We have changed our business model to give our customers the opportunity to shorten their supply chain. And we have included many small farmers in order to make ourselves more resilient, which benefits our customers (the retailers).
With our hydroelectric plant, we will immunize ourselves from the increasingly risky and unstable fossil fuel infrastructure.
HECO should go to geothermal faster, rather than slower, in order to accomplish the same thing.
9. INVESTMENT IN RENEWABLE ENERGY AND ‘INTELLIGENT’
INFRASTRUCTURE IS BOOMING. THIS REVOLUTION PRESENTS HUGE OPPORTUNITIES FOR NEW business PARTNERSHIPS
The last few years have witnessed unprecedented investment in renewable energy and many countries are planning or piloting ‘smart grids’. This revolution presents huge opportunities for new partnerships between energy suppliers, manufacturers and users. New risks will also have to be managed. These include the scarcity of several essential components of clean energy technologies, incompatible infrastructures and the vulnerability of a system that is increasingly dependent on IT.
Many opportunities will come up. Will we recognize them? If we expect this to happen, we can.
“Peak oil presents the world with a risk management problem of tremendous complexity.” US Department of Energy 2007. A vast array of studies have attempted to predict the time at which global oil production will reach a maximum level, from which point it will go into irrevocable decline. Some suggest that this ‘peak’ has already occurred, while others maintain it is either impossible to predict or shows no sign of appearing. Looking further than a decade into the future presents many uncertainties, including: the availability and cost of extraction technologies; substitute technologies; pricing systems in major economies; and carbon legislation. A comprehensive two-year study by the UK Energy Research Centre completed in August 2009 found that a peak in conventional oil production before 2030 appears likely, and there is a significant risk of a peak before 2020. With average rates of decline from current fields, the report says that just to maintain current production levels would require the equivalent of a new Saudi Arabia coming on-stream every three years. What’s more, giant fields pass peak production levels and there is a shift to smaller, more difficult to produce fields that have faster depletion rates meaning the rate of decline will accelerate.

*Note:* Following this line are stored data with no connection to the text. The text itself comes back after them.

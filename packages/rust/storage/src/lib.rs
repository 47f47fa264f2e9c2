//! File-backed persistence for a pipeline run.
//!
//! - [`IncrementalWriter`]: append-only CSV output, header written once
//! - [`Checkpoint`]: sidecar recording the last batch durably appended
//! - [`CorpusDump`]: per-company corpus snapshot used for debugging and replay
//!
//! All writes are synchronous and small; the orchestrator is the only writer.

mod checkpoint;
mod dump;
mod writer;

pub use checkpoint::{Checkpoint, checkpoint_path};
pub use dump::{CorpusDump, safe_file_name};
pub use writer::IncrementalWriter;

Better to be safe than sorry. Plan on oil spikes in two years.
Rare earth metals (REMs) are a group of 17 elements whose unique properties make them indispensable in a wide variety of advanced technologies. They are an important example of material scarcity in the ‘third energy revolution’, because they are indispensable for so many of the advanced technologies that will allow us to achieve critical national objectives. As such, disruption to their global supply is a new energy security concern. Their production, alongside the metals and magnets that derive from them, is dominated by one country, China. At present, China produces 97% of the world’s rare earth metals supply, almost 100% of the associated metal production, and 80% of the rare earth magnets. REMs such as neodymium are the world’s strongest magnets and are key components for more efficient wind turbines, each of which requires about two tonnes. They are also important in enabling the miniaturising of electronic equipment; consequently demand grew between 15% to 25% per year from 2003 to 2008.
We need to know where they occur so we can avoid bottlenecks. In many cases in the future, simplicity will be a virtue.